I'm running into a serde issue with derive feature mixed with try_from annotation. My goal is to deserialize the FooWithStatic struct via the try_from implementation from RawFoo . I'm getting told the implementation of Deserialize is not general enough. I'm confused because RawFoo is all bound by the 'static lifetimeand my try_from implementation works just fine? It seems like this should be fine lifetime wise?
This looks like a "bug"/limitation in the derive implementation, although I am unsure if that can be easily fixed. One solution might be to allow borrow attributes with an empty value.

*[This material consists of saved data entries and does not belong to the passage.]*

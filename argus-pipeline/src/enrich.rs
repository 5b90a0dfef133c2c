// argus-pipeline/src/enrich.rs
// ============================================================================
// Module: Enrich Stage
// Description: Joins findings with threat intel and the winning reachability
//   record per findingId, attaches a `context` object to each finding, and
//   runs the referential-integrity checks over reachability, inline
//   priority-explanation, and dependency-build references.
// Dependencies: argus-core, argus-store, argus-writers, serde_json
// ============================================================================

//! ## Overview
//! Enrich never repairs what it finds broken. It counts and samples broken
//! references so the orchestrator can surface them, the same way the writer
//! contract reports bad documents instead of silently dropping them.

use std::collections::BTreeMap;
use std::collections::HashSet;

use argus_core::BuildId;
use argus_core::Repo;
use argus_store::BulkOptions;
use argus_store::DocumentStore;
use argus_writers::validators::FindingsValidator;
use argus_writers::write_documents;
use serde_json::Value;

use crate::error::PipelineError;
use crate::stages::StageReport;

/// Upper bound on the number of broken ids surfaced in [`IntegrityReport`].
pub const MAX_SAMPLE_BROKEN_IDS: usize = 20;

/// Referential-integrity counts produced by a single enrich run.
#[derive(Debug, Clone, Default, PartialEq, Eq)]
pub struct IntegrityReport {
    /// Reachability docs whose `findingId` has no matching finding.
    pub broken_reachability_refs_count: usize,
    /// Findings whose inline `priorityExplanation.findingId` does not equal
    /// the host finding's own id.
    pub broken_explanation_refs_count: usize,
    /// Dependency edges whose `(repo, buildId)` has no matching artifact.
    pub broken_dependency_build_refs_count: usize,
    /// Up to [`MAX_SAMPLE_BROKEN_IDS`] broken ids, sorted lexicographically.
    pub sample_broken_ids: Vec<String>,
}

/// Outcome of [`run_enrich`].
#[derive(Debug, Clone)]
pub struct EnrichResult {
    /// Stage-level report (`written` counts rewritten findings).
    pub stage_report: StageReport,
    /// Referential-integrity counts over the store as it stood at join time.
    pub integrity: IntegrityReport,
    /// Deterministic warnings, one per findingId with more than one
    /// reachability candidate, sorted by findingId.
    pub warnings: Vec<String>,
}

/// Runs the enrich stage: joins `(repo, buildId)`-scoped findings against
/// threat intel and reachability, rewrites each finding with an attached
/// `context`, and computes referential-integrity counts.
///
/// # Errors
///
/// Returns [`PipelineError::EnrichNoReachability`] if the store holds no
/// reachability records at all. Returns [`PipelineError::Store`] if the
/// underlying store transport fails.
pub fn run_enrich(store: &dyn DocumentStore, repo: &Repo, build_id: &BuildId) -> Result<EnrichResult, PipelineError> {
    let all_findings = store.list("findings")?;
    let reachability_docs = store.list("reachability")?;
    let threat_docs = store.list("threat_intel")?;
    let dependency_docs = store.list("dependencies")?;
    let artifact_docs = store.list("artifacts")?;

    if reachability_docs.is_empty() {
        return Err(PipelineError::EnrichNoReachability);
    }

    let scoped: Vec<&Value> = all_findings.iter().filter(|doc| doc_matches(doc, repo, build_id)).collect();

    let (winners, warnings) = winning_reachability_by_finding(&reachability_docs);
    let threat_by_cve = index_threat_by_cve(&threat_docs);

    let mut docs = Vec::with_capacity(scoped.len());
    for finding in &scoped {
        let finding_id = finding.get("findingId").and_then(Value::as_str).unwrap_or_default();
        let threat = finding
            .get("cves")
            .and_then(Value::as_array)
            .into_iter()
            .flatten()
            .filter_map(Value::as_str)
            .find_map(|cve| threat_by_cve.get(&cve.to_ascii_uppercase()).cloned());
        let reachability = winners.get(finding_id).cloned();

        let mut doc = (*finding).clone();
        doc["context"] = serde_json::json!({
            "threat": threat,
            "reachability": reachability.as_ref().map(|r| serde_json::json!({
                "reachable": r.get("reachable"),
                "confidenceScore": r.get("confidenceScore"),
                "method": r.get("method"),
                "status": r.get("status"),
                "reason": r.get("reason"),
                "evidencePath": r.get("evidencePath"),
                "analysisVersion": r.get("analysisVersion"),
            })),
        });
        if let Some(reachability_id) = reachability.as_ref().and_then(|r| r.get("reachabilityId")) {
            doc["reachabilityId"] = reachability_id.clone();
        }
        docs.push(doc);
    }

    let report = write_documents(&FindingsValidator, store, docs, &BulkOptions::default())?;

    let finding_ids: HashSet<&str> = all_findings.iter().filter_map(|f| f.get("findingId").and_then(Value::as_str)).collect();
    let artifact_repo_builds: HashSet<(String, String)> = artifact_docs
        .iter()
        .filter_map(|a| Some((a.get("repo")?.as_str()?.to_string(), a.get("buildId")?.as_str()?.to_string())))
        .collect();

    let mut broken_ids = Vec::new();

    let broken_reachability_refs_count = reachability_docs
        .iter()
        .filter(|doc| {
            let fid = doc.get("findingId").and_then(Value::as_str).unwrap_or_default();
            let broken = !finding_ids.contains(fid);
            if broken {
                broken_ids.push(fid.to_string());
            }
            broken
        })
        .count();

    let broken_explanation_refs_count = all_findings
        .iter()
        .filter(|doc| {
            let Some(explanation) = doc.get("priorityExplanation") else { return false };
            let host_id = doc.get("findingId").and_then(Value::as_str).unwrap_or_default();
            let referenced_id = explanation.get("findingId").and_then(Value::as_str).unwrap_or_default();
            let broken = referenced_id != host_id;
            if broken {
                broken_ids.push(host_id.to_string());
            }
            broken
        })
        .count();

    let broken_dependency_build_refs_count = dependency_docs
        .iter()
        .filter(|doc| {
            let dependency_id = doc.get("dependencyId").and_then(Value::as_str).unwrap_or_default();
            let repo = doc.get("repo").and_then(Value::as_str).unwrap_or_default().to_string();
            let build_id = doc.get("buildId").and_then(Value::as_str).unwrap_or_default().to_string();
            let broken = !artifact_repo_builds.contains(&(repo, build_id));
            if broken {
                broken_ids.push(dependency_id.to_string());
            }
            broken
        })
        .count();

    broken_ids.sort();
    broken_ids.dedup();
    broken_ids.truncate(MAX_SAMPLE_BROKEN_IDS);

    Ok(EnrichResult {
        stage_report: StageReport::success("enrich", report.succeeded),
        integrity: IntegrityReport {
            broken_reachability_refs_count,
            broken_explanation_refs_count,
            broken_dependency_build_refs_count,
            sample_broken_ids: broken_ids,
        },
        warnings,
    })
}

/// Returns `true` if `doc`'s `repo` and `buildId` fields match `repo` and
/// `build_id`.
fn doc_matches(doc: &Value, repo: &Repo, build_id: &BuildId) -> bool {
    doc.get("repo").and_then(Value::as_str) == Some(repo.as_str())
        && doc.get("buildId").and_then(Value::as_str) == Some(build_id.as_str())
}

/// Groups reachability docs by `findingId` and picks the lexicographically
/// smallest `reachabilityId` as the winner for each. Returns the winners map
/// plus one deterministic warning per findingId with more than one
/// candidate, sorted by findingId.
fn winning_reachability_by_finding(docs: &[Value]) -> (BTreeMap<String, Value>, Vec<String>) {
    let mut by_finding: BTreeMap<String, Vec<&Value>> = BTreeMap::new();
    for doc in docs {
        let finding_id = doc.get("findingId").and_then(Value::as_str).unwrap_or_default().to_string();
        by_finding.entry(finding_id).or_default().push(doc);
    }

    let mut winners = BTreeMap::new();
    let mut warnings = Vec::new();
    for (finding_id, mut candidates) in by_finding {
        candidates.sort_by(|a, b| {
            let a_id = a.get("reachabilityId").and_then(Value::as_str).unwrap_or_default();
            let b_id = b.get("reachabilityId").and_then(Value::as_str).unwrap_or_default();
            a_id.cmp(b_id)
        });
        if candidates.len() > 1 {
            warnings.push(format!("multiple reachability candidates for findingId {finding_id}; smallest reachabilityId wins"));
        }
        if let Some(winner) = candidates.first() {
            winners.insert(finding_id, (*winner).clone());
        }
    }
    (winners, warnings)
}

/// Indexes threat-intel docs by uppercased CVE.
fn index_threat_by_cve(docs: &[Value]) -> BTreeMap<String, Value> {
    docs.iter()
        .filter_map(|doc| {
            let intel_id = doc.get("intelId").and_then(Value::as_str)?;
            Some((intel_id.to_ascii_uppercase(), doc.clone()))
        })
        .collect()
}

#[cfg(test)]
mod tests {
    use argus_store::InMemoryDocumentStore;

    use super::*;

    fn ids() -> (Repo, BuildId) {
        (Repo::new("acme/widgets").expect("valid"), BuildId::new("b1").expect("valid"))
    }

    fn seed_finding(store: &InMemoryDocumentStore, repo: &Repo, build_id: &BuildId, fingerprint: &str, cves: &[&str]) -> String {
        let finding_id = argus_core::finding_id(repo, build_id, fingerprint).to_string();
        let doc = serde_json::json!({
            "findingId": finding_id,
            "repo": repo.as_str(),
            "buildId": build_id.as_str(),
            "runId": "a".repeat(64),
            "severity": "high",
            "fingerprint": fingerprint,
            "cves": cves,
        });
        store.bulk_upsert("findings", vec![argus_store::BulkDoc { id: finding_id.clone(), body: doc }], &BulkOptions::default()).expect("ok");
        finding_id
    }

    #[test]
    fn enrich_requires_at_least_one_reachability_record() {
        let store = InMemoryDocumentStore::new();
        let (repo, build_id) = ids();
        let err = run_enrich(&store, &repo, &build_id).unwrap_err();
        assert_eq!(err, PipelineError::EnrichNoReachability);
    }

    #[test]
    fn finding_is_enriched_with_threat_and_reachability_context() {
        let store = InMemoryDocumentStore::new();
        let (repo, build_id) = ids();
        let finding_id = seed_finding(&store, &repo, &build_id, "fp-1", &["CVE-2024-1111"]);

        let reachability_id = argus_core::reachability_id(
            &argus_core::FindingId::from_hash(finding_id.clone()).expect("valid"),
            "1.0",
            &["__root__".to_string()],
        )
        .to_string();
        store
            .bulk_upsert(
                "reachability",
                vec![argus_store::BulkDoc {
                    id: reachability_id.clone(),
                    body: serde_json::json!({
                        "reachabilityId": reachability_id,
                        "findingId": finding_id,
                        "runId": "a".repeat(64),
                        "analysisVersion": "1.0",
                        "reachable": true,
                        "status": "REACHABLE",
                        "evidencePath": ["__root__"],
                        "confidenceScore": 0.95,
                        "method": "DEPENDENCY_GRAPH_BFS",
                        "computedAt": 0,
                    }),
                }],
                &BulkOptions::default(),
            )
            .expect("ok");
        store
            .bulk_upsert(
                "threat_intel",
                vec![argus_store::BulkDoc {
                    id: "CVE-2024-1111".to_string(),
                    body: serde_json::json!({"intelId": "CVE-2024-1111", "kev": true, "epss": 0.91}),
                }],
                &BulkOptions::default(),
            )
            .expect("ok");

        let result = run_enrich(&store, &repo, &build_id).expect("enriches");
        assert_eq!(result.stage_report.written, 1);
        let stored = store.get_by_id("findings", &finding_id).expect("ok").expect("present");
        assert_eq!(stored["context"]["threat"]["kev"], serde_json::json!(true));
        assert_eq!(stored["context"]["reachability"]["reachable"], serde_json::json!(true));
    }

    #[test]
    fn integrity_check_detects_all_three_broken_reference_kinds() {
        let store = InMemoryDocumentStore::new();
        let (repo, build_id) = ids();
        let finding_id = seed_finding(&store, &repo, &build_id, "fp-1", &[]);

        // Broken reachability ref: findingId not present anywhere.
        store
            .bulk_upsert(
                "reachability",
                vec![argus_store::BulkDoc {
                    id: "z".repeat(64),
                    body: serde_json::json!({
                        "reachabilityId": "z".repeat(64),
                        "findingId": "f".repeat(64),
                        "runId": "a".repeat(64),
                        "analysisVersion": "1.0",
                        "reachable": false,
                        "status": "INSUFFICIENT_DATA",
                        "evidencePath": [],
                        "method": "DEPENDENCY_GRAPH_BFS",
                    }),
                }],
                &BulkOptions::default(),
            )
            .expect("ok");

        // Broken explanation ref: priorityExplanation points elsewhere.
        let mut broken_explanation_finding = store.get_by_id("findings", &finding_id).expect("ok").expect("present");
        broken_explanation_finding["priorityExplanation"] = serde_json::json!({"findingId": "e".repeat(64)});
        store
            .bulk_upsert("findings", vec![argus_store::BulkDoc { id: finding_id.clone(), body: broken_explanation_finding }], &BulkOptions::default())
            .expect("ok");

        // Broken dependency-build ref: no artifact for (repo, buildId).
        let dependency_id = argus_core::dependency_id(&repo, &build_id, "__root__", "left-pad", "1.0.0", "runtime").to_string();
        store
            .bulk_upsert(
                "dependencies",
                vec![argus_store::BulkDoc {
                    id: dependency_id.clone(),
                    body: serde_json::json!({
                        "dependencyId": dependency_id,
                        "repo": repo.as_str(),
                        "buildId": build_id.as_str(),
                        "runId": "a".repeat(64),
                        "parent": "__root__",
                        "child": "left-pad",
                        "version": "1.0.0",
                        "scope": "runtime",
                    }),
                }],
                &BulkOptions::default(),
            )
            .expect("ok");

        let result = run_enrich(&store, &repo, &build_id).expect("enriches");
        assert_eq!(result.integrity.broken_reachability_refs_count, 1);
        assert_eq!(result.integrity.broken_explanation_refs_count, 1);
        assert_eq!(result.integrity.broken_dependency_build_refs_count, 1);
        assert!(!result.integrity.sample_broken_ids.is_empty());
    }
}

What happens is that the derive detects the string slice &'a str and automatically borrows. This bounds the 'de lifetime to outlive 'a. In your case 'a is 'static, so the implementation is actually impl Deserialize<'static> for FooWithStatic. This means that you can only call deserialize if the deserializer can borrow from 'static data, like a string literal or leaked strings.
But borrowing is not necessary in your case, since the TryFrom implementation converts the String into string literals, thus 'static. A more correct trait implementation for FooWithStatic might be
impl Deserialize<'de> for FooWithStatic
where
RawFoo: Deserialize<'de>,
however, this does not work if RawFoo is private and FooWithStatic is public.
This currently fails with error: at least one lifetime must be borrowed. This probably makes sense in the general case, as disabling the borrow just means that it is not possible to deserialize a string slice. However, in the special case of having a serde from/try_from it might not lead to too many misuses.
Apparently, having a &str field automatically puts a #[serde(borrow)] attribute on that field, and there seems to be no good way to disable that. I'm not 100% sure on whether or not that attribute having any effect when try_from is used anyways is a goo thing.
By the way, it's also possible to use the existing re-exports of str i. e. &'static std::primitive::str to "trick" serde here, so you don't even need a type synonym.